A Cochrane review [Abstract] 1 included 17 trials (14 481 women), of which only 6 were adequately concealed. Chloroquine (given weekly), pyrimethamine (weekly or monthly), proguanil (daily), pyrimethamine-dapsone (weekly or fortnightly), and mefloquine (weekly), or intermittent preventive therapy with sulfadoxine-pyrimethamine (given twice, three times or monthly) were evaluated against placebo or no intervention.

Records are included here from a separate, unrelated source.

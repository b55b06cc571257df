//! Pure validation of generated copy against a platform spec.

use crate::PlatformSpec;
use serde::{Deserialize, Serialize};

/// Outcome of validating copy against a [`PlatformSpec`].
///
/// An over-limit result is reported, not raised; the caller decides
/// policy.
#[derive(Debug, Clone, Copy, PartialEq, Eq, Serialize, Deserialize)]
pub struct Validation {
    /// Length in characters of the full published string
    pub character_count: usize,
    /// Whether the published string fits the platform's character ceiling
    pub within_character_limit: bool,
    /// Number of hashtag tokens
    pub hashtag_count: usize,
    /// Whether the hashtags fit the count and per-tag length ceilings
    pub within_hashtag_limit: bool,
    /// Conjunction of both limit checks
    pub all_valid: bool,
}

/// Format hashtag tokens for publication, e.g. `["rust", "ai"]` ->
/// `"#rust #ai"`.
pub fn format_hashtags(hashtags: &[String]) -> String {
    hashtags
        .iter()
        .map(|tag| format!("#{tag}"))
        .collect::<Vec<_>>()
        .join(" ")
}

/// The full post string exactly as it would be published: content, a
/// separating space, then the formatted hashtags.
pub fn published_text(content: &str, hashtags: &[String]) -> String {
    if hashtags.is_empty() {
        content.to_string()
    } else {
        format!("{} {}", content, format_hashtags(hashtags))
    }
}

/// Validate copy and hashtags against a platform spec.
///
/// Pure and deterministic: no I/O, no clock, no randomness. Character
/// counts are Unicode scalar values, not bytes, and are computed over the
/// published string so the validator can never disagree with serialized
/// output.
///
/// # Examples
///
/// ```
/// use lautrec_platforms::{PlatformRegistry, validate};
///
/// # fn main() -> Result<(), Box<dyn std::error::Error>> {
/// let registry = PlatformRegistry::builtin()?;
/// let spec = registry.get("twitter_post")?;
/// let hashtags = vec!["rust".to_string()];
/// let report = validate("Short and sweet", &hashtags, spec);
/// assert!(report.all_valid);
/// # Ok(())
/// # }
/// ```
pub fn validate(content: &str, hashtags: &[String], spec: &PlatformSpec) -> Validation {
    let character_count = published_text(content, hashtags).chars().count();

    let within_character_limit = match spec.max_characters() {
        Some(limit) => character_count <= *limit as usize,
        None => true,
    };

    let hashtag_count = hashtags.len();
    let within_hashtag_limit = hashtag_count <= *spec.max_hashtags() as usize
        && hashtags
            .iter()
            .all(|tag| tag.chars().count() <= *spec.max_hashtag_length() as usize);

    Validation {
        character_count,
        within_character_limit,
        hashtag_count,
        within_hashtag_limit,
        all_valid: within_character_limit && within_hashtag_limit,
    }
}

#[cfg(test)]
mod tests {
    use super::*;
    use crate::CaptionStyle;

    fn spec(max_characters: Option<u32>, max_hashtags: u32) -> PlatformSpec {
        let toml = format!(
            r#"
            {}
            max_hashtags = {}
            max_hashtag_length = 20
            image_width = 1080
            image_height = 1080
            caption_style = "minimal"
            "#,
            max_characters.map_or(String::new(), |c| format!("max_characters = {c}")),
            max_hashtags,
        );
        toml::from_str(&toml).unwrap()
    }

    fn tags(values: &[&str]) -> Vec<String> {
        values.iter().map(|v| v.to_string()).collect()
    }

    #[test]
    fn counts_cover_the_published_string() {
        let spec = spec(Some(280), 5);
        let hashtags = tags(&["rust", "ai"]);
        let report = validate("Hello world", &hashtags, &spec);
        // "Hello world #rust #ai"
        assert_eq!(report.character_count, 21);
        assert!(report.all_valid);
    }

    #[test]
    fn exactly_at_limit_is_valid() {
        let spec = spec(Some(14), 1);
        let hashtags = tags(&["go"]);
        // "at the brk #go" = 14 chars
        let report = validate("at the brk", &hashtags, &spec);
        assert_eq!(report.character_count, 14);
        assert!(report.within_character_limit);
        assert!(report.all_valid);
    }

    #[test]
    fn one_over_limit_is_flagged() {
        let spec = spec(Some(13), 1);
        let report = validate("at the brk", &tags(&["go"]), &spec);
        assert_eq!(report.character_count, 14);
        assert!(!report.within_character_limit);
        assert!(!report.all_valid);
    }

    #[test]
    fn too_many_hashtags_are_flagged() {
        let spec = spec(Some(280), 2);
        let report = validate("post", &tags(&["a", "b", "c"]), &spec);
        assert!(report.within_character_limit);
        assert!(!report.within_hashtag_limit);
        assert!(!report.all_valid);
    }

    #[test]
    fn overlong_hashtag_is_flagged() {
        let spec = spec(Some(280), 5);
        let report = validate("post", &tags(&["averyveryverylongtagindeed"]), &spec);
        assert!(!report.within_hashtag_limit);
    }

    #[test]
    fn no_limit_platform_accepts_any_length() {
        let spec = spec(None, 0);
        let long = "x".repeat(100_000);
        let report = validate(&long, &[], &spec);
        assert!(report.within_character_limit);
        assert!(report.all_valid);
    }

    #[test]
    fn empty_hashtags_add_no_separator() {
        assert_eq!(published_text("solo", &[]), "solo");
        let spec = spec(Some(4), 5);
        assert!(validate("solo", &[], &spec).all_valid);
    }

    #[test]
    fn character_count_is_scalar_values_not_bytes() {
        let spec = spec(Some(10), 0);
        let report = validate("héllo ☕", &[], &spec);
        assert_eq!(report.character_count, 7);
        assert!(report.all_valid);
    }
}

Antimalarials reduced placental parasitaemia (RR 0.54, 95% CI 0.43 to 0.69; 7 trials, n=2 830), increased mean birthweight by around 93 g (MD 92.72 g, 95% CI 62.05 to 123.39; 9 trials, n=3936), reduced low birthweight (RR 0.73, 95% CI 0.61 to 0.87; 8 trials, n=3619). Trials were underpowered to detect differences in perinatal deaths. In women in their first or second pregnancy, antimalarial drugs reduced severe antenatal anaemia by around 40% (RR 0.60, 95% CI 0.47 to 0.75; n=2503; 3 trials, high quality evidence) and the risk of any anaemia by around 17% (RR 0.83, 95% CI 0.74 to 0.93; 5 trials, n=3662), antenatal parasitaemia by around 61% (RR 0.39, 95% CI 0.26 to 0.58; 7 trials, n=3663, high quality evidence).
Comment: The quality of evidence is downgraded by limitations in study quality (e.g., inadequate or unclear allocation concealment and lack of blinding).